++++ Data records

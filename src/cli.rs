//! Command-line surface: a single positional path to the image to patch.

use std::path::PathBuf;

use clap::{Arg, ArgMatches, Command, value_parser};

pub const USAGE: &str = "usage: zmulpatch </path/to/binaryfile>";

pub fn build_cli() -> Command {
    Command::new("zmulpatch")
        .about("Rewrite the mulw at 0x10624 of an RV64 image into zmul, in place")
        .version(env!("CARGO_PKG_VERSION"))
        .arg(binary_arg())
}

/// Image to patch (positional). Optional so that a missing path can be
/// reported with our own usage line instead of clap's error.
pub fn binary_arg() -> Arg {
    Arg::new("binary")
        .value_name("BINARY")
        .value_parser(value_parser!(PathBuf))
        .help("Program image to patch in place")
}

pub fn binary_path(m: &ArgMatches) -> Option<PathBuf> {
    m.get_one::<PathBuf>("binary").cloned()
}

++++++++
++++ Data records

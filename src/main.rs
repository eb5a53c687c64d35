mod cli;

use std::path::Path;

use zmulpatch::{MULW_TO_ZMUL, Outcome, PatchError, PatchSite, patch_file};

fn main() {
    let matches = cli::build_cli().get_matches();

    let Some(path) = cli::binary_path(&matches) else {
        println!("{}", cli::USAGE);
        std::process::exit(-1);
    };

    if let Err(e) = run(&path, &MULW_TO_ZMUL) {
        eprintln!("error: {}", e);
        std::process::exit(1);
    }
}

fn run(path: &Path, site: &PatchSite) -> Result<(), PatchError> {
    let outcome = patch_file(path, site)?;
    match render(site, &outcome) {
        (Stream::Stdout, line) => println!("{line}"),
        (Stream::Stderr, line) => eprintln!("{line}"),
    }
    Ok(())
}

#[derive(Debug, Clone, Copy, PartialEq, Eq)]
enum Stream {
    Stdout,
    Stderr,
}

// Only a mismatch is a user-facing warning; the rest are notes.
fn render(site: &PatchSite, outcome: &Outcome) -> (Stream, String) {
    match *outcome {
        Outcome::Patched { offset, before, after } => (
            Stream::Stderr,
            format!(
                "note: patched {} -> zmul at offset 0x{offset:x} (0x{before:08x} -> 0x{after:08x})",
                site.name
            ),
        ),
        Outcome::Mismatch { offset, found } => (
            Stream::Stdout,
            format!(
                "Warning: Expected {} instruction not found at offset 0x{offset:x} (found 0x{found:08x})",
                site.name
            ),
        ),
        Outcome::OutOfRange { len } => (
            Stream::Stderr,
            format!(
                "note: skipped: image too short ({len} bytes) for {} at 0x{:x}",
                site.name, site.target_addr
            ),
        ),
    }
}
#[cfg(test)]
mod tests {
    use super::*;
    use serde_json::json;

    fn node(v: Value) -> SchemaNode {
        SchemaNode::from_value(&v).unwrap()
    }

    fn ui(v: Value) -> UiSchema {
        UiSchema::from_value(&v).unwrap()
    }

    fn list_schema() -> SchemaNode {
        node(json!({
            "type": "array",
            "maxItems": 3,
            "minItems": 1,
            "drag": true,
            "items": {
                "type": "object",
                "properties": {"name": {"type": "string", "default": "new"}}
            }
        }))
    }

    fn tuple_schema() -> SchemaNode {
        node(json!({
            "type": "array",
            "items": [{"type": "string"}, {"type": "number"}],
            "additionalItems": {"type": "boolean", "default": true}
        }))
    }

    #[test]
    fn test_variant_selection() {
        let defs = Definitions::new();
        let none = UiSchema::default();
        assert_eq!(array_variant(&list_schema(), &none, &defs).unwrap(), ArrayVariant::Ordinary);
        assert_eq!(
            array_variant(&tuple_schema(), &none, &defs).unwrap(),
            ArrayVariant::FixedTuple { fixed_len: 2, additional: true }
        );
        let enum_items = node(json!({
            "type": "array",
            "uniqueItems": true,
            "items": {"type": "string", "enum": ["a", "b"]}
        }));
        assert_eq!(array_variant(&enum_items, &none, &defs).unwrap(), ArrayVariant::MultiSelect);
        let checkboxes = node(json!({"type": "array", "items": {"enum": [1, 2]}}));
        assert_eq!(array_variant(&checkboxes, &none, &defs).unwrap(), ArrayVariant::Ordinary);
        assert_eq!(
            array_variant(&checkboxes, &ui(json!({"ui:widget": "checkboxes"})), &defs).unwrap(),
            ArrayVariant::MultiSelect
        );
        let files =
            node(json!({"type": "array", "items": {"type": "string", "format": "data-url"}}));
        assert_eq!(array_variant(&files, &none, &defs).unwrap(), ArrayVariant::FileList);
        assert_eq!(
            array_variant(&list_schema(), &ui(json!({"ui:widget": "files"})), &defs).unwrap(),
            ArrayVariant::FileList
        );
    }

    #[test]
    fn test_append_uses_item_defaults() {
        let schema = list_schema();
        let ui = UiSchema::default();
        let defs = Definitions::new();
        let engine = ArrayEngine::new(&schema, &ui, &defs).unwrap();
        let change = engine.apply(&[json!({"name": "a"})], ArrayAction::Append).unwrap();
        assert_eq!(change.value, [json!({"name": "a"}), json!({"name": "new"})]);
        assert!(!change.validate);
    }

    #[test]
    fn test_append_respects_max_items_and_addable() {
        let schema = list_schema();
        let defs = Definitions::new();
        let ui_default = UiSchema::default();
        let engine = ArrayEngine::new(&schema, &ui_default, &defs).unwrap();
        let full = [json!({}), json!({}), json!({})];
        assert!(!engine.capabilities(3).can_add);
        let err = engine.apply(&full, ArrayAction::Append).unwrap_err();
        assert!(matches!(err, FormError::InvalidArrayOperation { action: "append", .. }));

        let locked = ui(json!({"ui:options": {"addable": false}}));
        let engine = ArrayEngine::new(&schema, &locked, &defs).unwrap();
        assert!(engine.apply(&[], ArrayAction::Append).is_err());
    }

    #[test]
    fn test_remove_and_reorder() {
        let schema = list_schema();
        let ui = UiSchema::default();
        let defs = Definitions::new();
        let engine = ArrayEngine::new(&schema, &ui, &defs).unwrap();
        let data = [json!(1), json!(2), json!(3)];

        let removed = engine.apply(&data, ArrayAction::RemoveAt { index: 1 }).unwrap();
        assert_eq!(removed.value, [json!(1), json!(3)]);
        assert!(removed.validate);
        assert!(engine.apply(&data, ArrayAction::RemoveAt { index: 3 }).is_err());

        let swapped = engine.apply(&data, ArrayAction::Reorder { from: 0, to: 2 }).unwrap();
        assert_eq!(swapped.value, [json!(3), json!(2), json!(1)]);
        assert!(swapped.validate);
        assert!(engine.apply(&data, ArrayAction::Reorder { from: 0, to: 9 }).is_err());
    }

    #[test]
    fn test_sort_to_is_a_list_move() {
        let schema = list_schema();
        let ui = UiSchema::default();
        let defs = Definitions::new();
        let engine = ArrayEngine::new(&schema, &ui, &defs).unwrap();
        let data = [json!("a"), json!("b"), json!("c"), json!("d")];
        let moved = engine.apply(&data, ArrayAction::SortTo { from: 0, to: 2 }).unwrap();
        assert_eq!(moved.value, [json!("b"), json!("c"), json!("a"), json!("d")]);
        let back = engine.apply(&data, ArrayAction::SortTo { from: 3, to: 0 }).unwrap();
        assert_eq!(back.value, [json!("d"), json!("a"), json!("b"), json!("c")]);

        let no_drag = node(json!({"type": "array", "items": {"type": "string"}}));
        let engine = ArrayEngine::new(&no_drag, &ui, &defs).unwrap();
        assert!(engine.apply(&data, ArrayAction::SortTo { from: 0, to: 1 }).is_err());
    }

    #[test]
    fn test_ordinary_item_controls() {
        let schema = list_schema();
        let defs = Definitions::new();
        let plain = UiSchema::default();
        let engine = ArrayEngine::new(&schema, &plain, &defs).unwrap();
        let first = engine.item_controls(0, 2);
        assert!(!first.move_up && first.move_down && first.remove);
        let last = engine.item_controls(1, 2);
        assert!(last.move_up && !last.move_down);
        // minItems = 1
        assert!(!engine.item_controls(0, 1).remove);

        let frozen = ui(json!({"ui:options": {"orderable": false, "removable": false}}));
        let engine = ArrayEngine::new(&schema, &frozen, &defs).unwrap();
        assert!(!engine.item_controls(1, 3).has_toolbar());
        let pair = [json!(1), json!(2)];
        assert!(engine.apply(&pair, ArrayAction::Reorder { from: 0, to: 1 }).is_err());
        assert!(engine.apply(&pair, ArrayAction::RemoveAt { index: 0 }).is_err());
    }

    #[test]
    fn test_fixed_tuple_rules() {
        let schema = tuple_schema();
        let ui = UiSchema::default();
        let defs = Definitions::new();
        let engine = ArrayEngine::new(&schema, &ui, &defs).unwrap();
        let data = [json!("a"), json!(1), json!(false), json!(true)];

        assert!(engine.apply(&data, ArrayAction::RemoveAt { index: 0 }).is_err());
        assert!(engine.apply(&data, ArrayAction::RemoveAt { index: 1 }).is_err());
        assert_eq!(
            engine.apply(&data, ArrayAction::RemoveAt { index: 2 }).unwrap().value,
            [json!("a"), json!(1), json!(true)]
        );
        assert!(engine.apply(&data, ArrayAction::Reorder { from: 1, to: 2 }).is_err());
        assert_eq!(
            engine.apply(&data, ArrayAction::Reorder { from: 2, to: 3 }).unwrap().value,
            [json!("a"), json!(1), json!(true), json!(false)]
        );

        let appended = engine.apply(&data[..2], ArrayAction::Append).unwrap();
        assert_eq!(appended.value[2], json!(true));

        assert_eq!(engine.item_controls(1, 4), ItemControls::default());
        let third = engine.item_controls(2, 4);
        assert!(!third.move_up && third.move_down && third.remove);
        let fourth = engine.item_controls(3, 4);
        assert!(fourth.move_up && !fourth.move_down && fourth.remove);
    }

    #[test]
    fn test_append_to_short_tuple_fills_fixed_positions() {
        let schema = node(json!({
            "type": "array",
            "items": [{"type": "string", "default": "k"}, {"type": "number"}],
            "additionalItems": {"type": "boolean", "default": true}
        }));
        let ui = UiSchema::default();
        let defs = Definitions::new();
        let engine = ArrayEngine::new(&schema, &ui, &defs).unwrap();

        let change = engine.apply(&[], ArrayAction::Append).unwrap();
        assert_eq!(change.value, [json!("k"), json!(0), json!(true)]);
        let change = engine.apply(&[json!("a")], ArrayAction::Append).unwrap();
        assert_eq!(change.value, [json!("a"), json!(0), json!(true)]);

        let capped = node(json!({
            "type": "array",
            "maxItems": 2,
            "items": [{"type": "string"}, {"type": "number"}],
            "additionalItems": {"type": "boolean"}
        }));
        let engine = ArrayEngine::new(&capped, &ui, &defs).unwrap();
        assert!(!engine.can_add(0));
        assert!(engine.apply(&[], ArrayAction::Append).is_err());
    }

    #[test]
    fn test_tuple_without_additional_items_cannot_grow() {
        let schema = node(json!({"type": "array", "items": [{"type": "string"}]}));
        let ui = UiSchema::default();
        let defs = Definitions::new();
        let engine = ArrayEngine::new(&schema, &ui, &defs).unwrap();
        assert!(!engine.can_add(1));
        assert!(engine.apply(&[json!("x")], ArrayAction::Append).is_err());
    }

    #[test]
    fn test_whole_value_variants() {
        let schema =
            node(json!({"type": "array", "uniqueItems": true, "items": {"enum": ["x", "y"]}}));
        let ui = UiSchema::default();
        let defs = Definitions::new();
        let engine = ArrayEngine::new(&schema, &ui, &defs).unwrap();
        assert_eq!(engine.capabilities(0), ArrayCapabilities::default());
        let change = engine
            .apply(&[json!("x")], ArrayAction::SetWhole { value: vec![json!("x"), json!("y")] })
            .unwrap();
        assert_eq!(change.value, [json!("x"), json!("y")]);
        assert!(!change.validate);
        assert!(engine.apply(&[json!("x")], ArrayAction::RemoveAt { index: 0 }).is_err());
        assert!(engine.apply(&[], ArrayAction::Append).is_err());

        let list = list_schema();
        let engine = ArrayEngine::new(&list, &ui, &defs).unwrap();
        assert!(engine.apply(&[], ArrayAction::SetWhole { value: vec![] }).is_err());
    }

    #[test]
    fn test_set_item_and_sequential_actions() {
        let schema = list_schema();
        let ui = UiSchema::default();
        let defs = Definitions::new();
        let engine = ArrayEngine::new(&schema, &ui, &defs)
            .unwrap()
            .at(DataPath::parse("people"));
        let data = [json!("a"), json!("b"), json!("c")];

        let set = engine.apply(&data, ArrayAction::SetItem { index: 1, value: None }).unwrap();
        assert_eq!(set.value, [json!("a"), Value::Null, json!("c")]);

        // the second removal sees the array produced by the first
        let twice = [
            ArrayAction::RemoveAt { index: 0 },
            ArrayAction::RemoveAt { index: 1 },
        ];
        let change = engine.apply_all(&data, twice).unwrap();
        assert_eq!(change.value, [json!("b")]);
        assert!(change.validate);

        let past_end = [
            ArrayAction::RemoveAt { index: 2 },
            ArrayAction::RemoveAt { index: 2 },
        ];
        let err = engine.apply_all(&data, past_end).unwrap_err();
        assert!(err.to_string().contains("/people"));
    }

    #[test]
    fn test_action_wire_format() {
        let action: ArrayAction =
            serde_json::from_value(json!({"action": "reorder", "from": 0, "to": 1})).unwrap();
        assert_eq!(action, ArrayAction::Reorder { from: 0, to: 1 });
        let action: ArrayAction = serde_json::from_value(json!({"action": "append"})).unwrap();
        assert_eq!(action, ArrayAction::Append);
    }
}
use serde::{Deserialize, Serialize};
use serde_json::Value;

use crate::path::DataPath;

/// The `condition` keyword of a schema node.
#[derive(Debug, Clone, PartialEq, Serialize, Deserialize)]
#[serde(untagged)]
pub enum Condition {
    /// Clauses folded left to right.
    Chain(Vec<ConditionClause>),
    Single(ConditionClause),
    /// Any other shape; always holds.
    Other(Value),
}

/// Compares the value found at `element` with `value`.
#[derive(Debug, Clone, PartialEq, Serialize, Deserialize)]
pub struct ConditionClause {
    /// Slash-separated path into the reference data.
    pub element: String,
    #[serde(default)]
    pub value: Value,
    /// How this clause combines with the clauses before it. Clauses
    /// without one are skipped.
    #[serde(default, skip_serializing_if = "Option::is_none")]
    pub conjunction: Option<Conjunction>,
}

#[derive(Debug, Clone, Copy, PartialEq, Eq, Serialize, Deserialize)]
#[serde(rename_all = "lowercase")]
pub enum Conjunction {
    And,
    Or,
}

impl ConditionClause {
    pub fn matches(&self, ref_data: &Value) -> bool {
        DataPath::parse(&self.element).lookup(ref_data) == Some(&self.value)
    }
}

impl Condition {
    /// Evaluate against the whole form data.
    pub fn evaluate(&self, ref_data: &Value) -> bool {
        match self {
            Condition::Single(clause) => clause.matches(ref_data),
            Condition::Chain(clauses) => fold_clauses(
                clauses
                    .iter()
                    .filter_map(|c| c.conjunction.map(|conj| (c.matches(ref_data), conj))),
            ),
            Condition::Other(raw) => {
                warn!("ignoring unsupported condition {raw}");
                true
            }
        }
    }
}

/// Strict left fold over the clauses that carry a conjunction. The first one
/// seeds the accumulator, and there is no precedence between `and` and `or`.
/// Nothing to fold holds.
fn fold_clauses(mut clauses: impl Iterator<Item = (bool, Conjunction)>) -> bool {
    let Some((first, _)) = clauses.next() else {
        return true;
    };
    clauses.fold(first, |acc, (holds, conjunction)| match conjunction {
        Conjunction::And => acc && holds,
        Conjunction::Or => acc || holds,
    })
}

++++++++
++++ Data records

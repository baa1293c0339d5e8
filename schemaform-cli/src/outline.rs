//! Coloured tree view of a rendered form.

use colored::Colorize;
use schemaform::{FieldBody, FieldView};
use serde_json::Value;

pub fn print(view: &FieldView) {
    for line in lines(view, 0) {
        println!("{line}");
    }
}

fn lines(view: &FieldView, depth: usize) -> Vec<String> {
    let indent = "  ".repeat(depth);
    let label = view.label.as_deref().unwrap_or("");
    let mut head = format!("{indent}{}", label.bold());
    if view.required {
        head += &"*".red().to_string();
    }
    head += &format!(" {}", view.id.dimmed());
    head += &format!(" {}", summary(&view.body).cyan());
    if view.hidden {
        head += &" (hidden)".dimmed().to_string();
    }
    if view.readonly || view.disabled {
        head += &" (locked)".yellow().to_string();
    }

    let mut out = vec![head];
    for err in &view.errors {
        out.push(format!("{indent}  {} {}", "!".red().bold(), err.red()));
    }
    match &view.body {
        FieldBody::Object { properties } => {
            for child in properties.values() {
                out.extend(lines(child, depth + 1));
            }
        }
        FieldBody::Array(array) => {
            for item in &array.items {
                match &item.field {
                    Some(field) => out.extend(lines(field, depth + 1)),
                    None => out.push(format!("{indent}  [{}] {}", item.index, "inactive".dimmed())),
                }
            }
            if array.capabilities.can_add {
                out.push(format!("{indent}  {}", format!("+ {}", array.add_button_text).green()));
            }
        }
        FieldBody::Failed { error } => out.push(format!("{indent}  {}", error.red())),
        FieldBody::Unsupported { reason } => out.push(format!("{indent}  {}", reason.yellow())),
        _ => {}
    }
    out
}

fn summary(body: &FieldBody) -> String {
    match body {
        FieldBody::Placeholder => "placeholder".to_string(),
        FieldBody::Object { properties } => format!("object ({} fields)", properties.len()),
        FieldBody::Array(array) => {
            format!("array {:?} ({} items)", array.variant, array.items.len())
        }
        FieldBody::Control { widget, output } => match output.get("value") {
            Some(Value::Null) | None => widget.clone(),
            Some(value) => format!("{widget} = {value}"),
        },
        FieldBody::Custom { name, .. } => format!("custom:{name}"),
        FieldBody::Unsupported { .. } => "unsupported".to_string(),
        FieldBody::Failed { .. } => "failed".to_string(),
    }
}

++++++++

> [Your task]: Once you find the string "summary" in a line of the records, copy that line.

> [Result for this task]:
    head += &format!(" {}", summary(&view.body).cyan());
fn summary(body: &FieldBody) -> String {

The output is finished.